(TASK INPUT begins)

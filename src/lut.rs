//! Trigger look-up tables.
//!
//! The SIGMA evaluates triggers through a set of 16-entry truth tables. The
//! channels are split into four quads, each quad's four input bits index a
//! table (`m0d`, `m1d`, `m2d`), and the per-quad results are combined by the
//! glue tables `m3`/`m3s` and `m4`. This module compiles a [`SigmaTrigger`]
//! into those tables and uploads them.

use crate::register::{SigmaBus, WriteRegister};
use crate::sigma::SigmaError;
use crate::transport::SigmaTransport;
use crate::trigger::{SigmaTrigger, TriggerConfigError, MAX_EDGE_TRIGGERS, NUM_CHANNELS};

/// `m4` constant for simple (event) triggers.
const M4_SIMPLE: u16 = 0xa000;

/// Trigger result selector for "event" triggers.
const SELRES_EVENT: u8 = 3;

/// Transition condition on one channel. The truth table is indexed as
/// `[previous][current]`.
#[derive(Debug, Clone, Copy, PartialEq, Eq)]
pub enum TriggerOp {
    Level,
    Not,
    Rise,
    Fall,
    RiseFall,
    NotRise,
    NotFall,
    NotRiseFall,
}

impl TriggerOp {
    pub const ALL: [TriggerOp; 8] = [
        TriggerOp::Level,
        TriggerOp::Not,
        TriggerOp::Rise,
        TriggerOp::Fall,
        TriggerOp::RiseFall,
        TriggerOp::NotRise,
        TriggerOp::NotFall,
        TriggerOp::NotRiseFall,
    ];

    pub fn truth_table(self) -> [[bool; 2]; 2] {
        let mut x = [[false; 2]; 2];
        match self {
            TriggerOp::Level => {
                x[0][1] = true;
                x[1][1] = true;
            }
            TriggerOp::Not => {
                x[0][0] = true;
                x[1][0] = true;
            }
            TriggerOp::Rise => x[0][1] = true,
            TriggerOp::Fall => x[1][0] = true,
            TriggerOp::RiseFall => {
                x[0][1] = true;
                x[1][0] = true;
            }
            TriggerOp::NotRise => {
                x[1][1] = true;
                x[0][0] = true;
                x[1][0] = true;
            }
            TriggerOp::NotFall => {
                x[1][1] = true;
                x[0][0] = true;
                x[0][1] = true;
            }
            TriggerOp::NotRiseFall => {
                x[1][1] = true;
                x[0][0] = true;
            }
        }
        x
    }
}

/// Boolean combinator used to fold a condition into a glue mask.
#[derive(Debug, Clone, Copy, PartialEq, Eq)]
pub enum TriggerFunc {
    And,
    Nand,
    Or,
    Nor,
    Xor,
    Nxor,
}

impl TriggerFunc {
    fn apply(self, a: bool, b: bool) -> bool {
        match self {
            TriggerFunc::And => a & b,
            TriggerFunc::Nand => !(a & b),
            TriggerFunc::Or => a | b,
            TriggerFunc::Nor => !(a | b),
            TriggerFunc::Xor => a ^ b,
            TriggerFunc::Nxor => !(a ^ b),
        }
    }
}

/// Parameter block, sent as a single six byte register write.
#[derive(Debug, Clone, Copy, Default, PartialEq, Eq)]
pub struct LutParams {
    pub selc: u8,
    pub selpresc: u8,
    pub selinc: u8,
    pub selres: u8,
    pub sela: u8,
    pub selb: u8,
    pub cmpb: u16,
    pub cmpa: u16,
}

impl LutParams {
    pub fn to_bytes(&self) -> [u8; 6] {
        let [cmpb_lo, cmpb_hi] = self.cmpb.to_le_bytes();
        let [cmpa_lo, cmpa_hi] = self.cmpa.to_le_bytes();
        [
            (self.selc & 0x3) | ((self.selpresc & 0x3f) << 2),
            (self.selinc & 0x3)
                | ((self.selres & 0x3) << 2)
                | ((self.sela & 0x3) << 4)
                | ((self.selb & 0x3) << 6),
            cmpb_lo,
            cmpb_hi,
            cmpa_lo,
            cmpa_hi,
        ]
    }
}

#[derive(Debug, Clone, Copy, Default, PartialEq, Eq)]
pub struct TriggerLut {
    pub m0d: [u16; 4],
    pub m1d: [u16; 4],
    pub m2d: [u16; 4],
    pub m3: u16,
    pub m3s: u16,
    pub m4: u16,
    pub params: LutParams,
}

/// Per-quad tables matching `value` on the channels in `mask`.
///
/// Bit `j` of quad `i` is set when input pattern `j` agrees with `value` on
/// every masked channel of that quad.
pub fn build_lut_entry(value: u16, mask: u16) -> [u16; 4] {
    let mut entry = [0xffff_u16; 4];
    for (quad, slot) in entry.iter_mut().enumerate() {
        for pattern in 0..16 {
            for k in 0..4 {
                let bit = 1u16 << (quad * 4 + k);
                let expected = value & bit != 0;
                let seen = pattern & (1 << k) != 0;
                if mask & bit != 0 && expected != seen {
                    *slot &= !(1 << pattern);
                }
            }
        }
    }
    entry
}

/// Fold `op` on edge slot `index` (0 or 1) into the glue `mask` using `func`.
///
/// Glue bit `i` sees the previous/current state of slot `index` as bits
/// `2 * index + 1` and `2 * index` of `i`. With `negate` the condition's
/// truth table is point-reflected before folding.
pub fn add_trigger_function(op: TriggerOp, func: TriggerFunc, index: usize, negate: bool, mask: &mut u16) {
    let mut x = op.truth_table();
    if negate {
        let t = x;
        for (i, row) in x.iter_mut().enumerate() {
            for (j, cell) in row.iter_mut().enumerate() {
                *cell = t[1 - i][1 - j];
            }
        }
    }

    for i in 0..16 {
        let a = (i >> (2 * index)) & 1;
        let b = (i >> (2 * index + 1)) & 1;

        let aset = (*mask >> i) & 1 != 0;
        let bset = x[b][a];

        if func.apply(aset, bset) {
            *mask |= 1 << i;
        } else {
            *mask &= !(1 << i);
        }
    }
}

impl TriggerLut {
    /// Build the LUTs for the basic trigger used at 50 MHz and below: a full
    /// value/mask match plus up to two single channel transitions, ORed.
    pub fn build_basic(trigger: &SigmaTrigger) -> Result<Self, TriggerConfigError> {
        let edges = trigger.risingmask | trigger.fallingmask;
        let edge_count = edges.count_ones() as usize;
        if edge_count > MAX_EDGE_TRIGGERS {
            return Err(TriggerConfigError::TooManyEdges(edge_count));
        }

        let mut lut = TriggerLut {
            m4: M4_SIMPLE,
            m2d: build_lut_entry(trigger.simplevalue, trigger.simplemask),
            ..Default::default()
        };

        let mut masks = [0u16; MAX_EDGE_TRIGGERS];
        let slots = (0..NUM_CHANNELS)
            .map(|ch| 1u16 << ch)
            .filter(|bit| edges & bit != 0);
        for (slot, bit) in masks.iter_mut().zip(slots) {
            *slot = bit;
        }

        lut.m0d = build_lut_entry(masks[0], masks[0]);
        lut.m1d = build_lut_entry(masks[1], masks[1]);

        if masks[0] != 0 || masks[1] != 0 {
            for (index, &slot) in masks.iter().enumerate() {
                if slot & trigger.risingmask != 0 {
                    add_trigger_function(TriggerOp::Rise, TriggerFunc::Or, index, false, &mut lut.m3);
                }
                if slot & trigger.fallingmask != 0 {
                    add_trigger_function(TriggerOp::Fall, TriggerFunc::Or, index, false, &mut lut.m3);
                }
            }
        } else {
            lut.m3 = 0xffff;
        }

        lut.params.selres = SELRES_EVENT;
        Ok(lut)
    }

    /// The tables transposed into one register pair per LUT bit.
    pub fn register_words(&self) -> [[u8; 2]; 16] {
        let mut words = [[0u8; 2]; 16];
        for (i, word) in words.iter_mut().enumerate() {
            let set = |table: u16| table & (1 << i) != 0;
            let mut lo = 0u8;
            let mut hi = 0u8;

            for q in 0..4 {
                if set(self.m2d[q]) {
                    lo |= 1 << q;
                }
                if set(self.m0d[q]) {
                    hi |= 1 << q;
                }
                if set(self.m1d[q]) {
                    hi |= 1 << (q + 4);
                }
            }
            if set(self.m3) {
                lo |= 0x10;
            }
            if set(self.m3s) {
                lo |= 0x20;
            }
            if set(self.m4) {
                lo |= 0x40;
            }
            *word = [lo, hi];
        }
        words
    }

    /// Program the tables and parameter block into the device.
    pub fn upload<T: SigmaTransport>(&self, bus: &mut SigmaBus<T>) -> Result<(), SigmaError> {
        for (i, word) in self.register_words().iter().enumerate() {
            bus.write_register(WriteRegister::TriggerSelect0, word)?;
            bus.set_register(WriteRegister::TriggerSelect1, 0x30 | i as u8)?;
        }
        bus.write_register(WriteRegister::TriggerSelect0, &self.params.to_bytes())?;
        log::debug!("Trigger LUT uploaded");
        Ok(())
    }
}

(TASK INPUT ends)

§ **WHAT IS BEING ASKED**: Above are some records; copy exactly the lines from the one with "use crate::transport::SigmaTransport;" through the one with "const SELRES_EVENT: u8 = 3;", both included, and no others.

§ **EXERCISE SOLUTION**:
use crate::transport::SigmaTransport;
use crate::trigger::{SigmaTrigger, TriggerConfigError, MAX_EDGE_TRIGGERS, NUM_CHANNELS};

/// `m4` constant for simple (event) triggers.
const M4_SIMPLE: u16 = 0xa000;

/// Trigger result selector for "event" triggers.
const SELRES_EVENT: u8 = 3;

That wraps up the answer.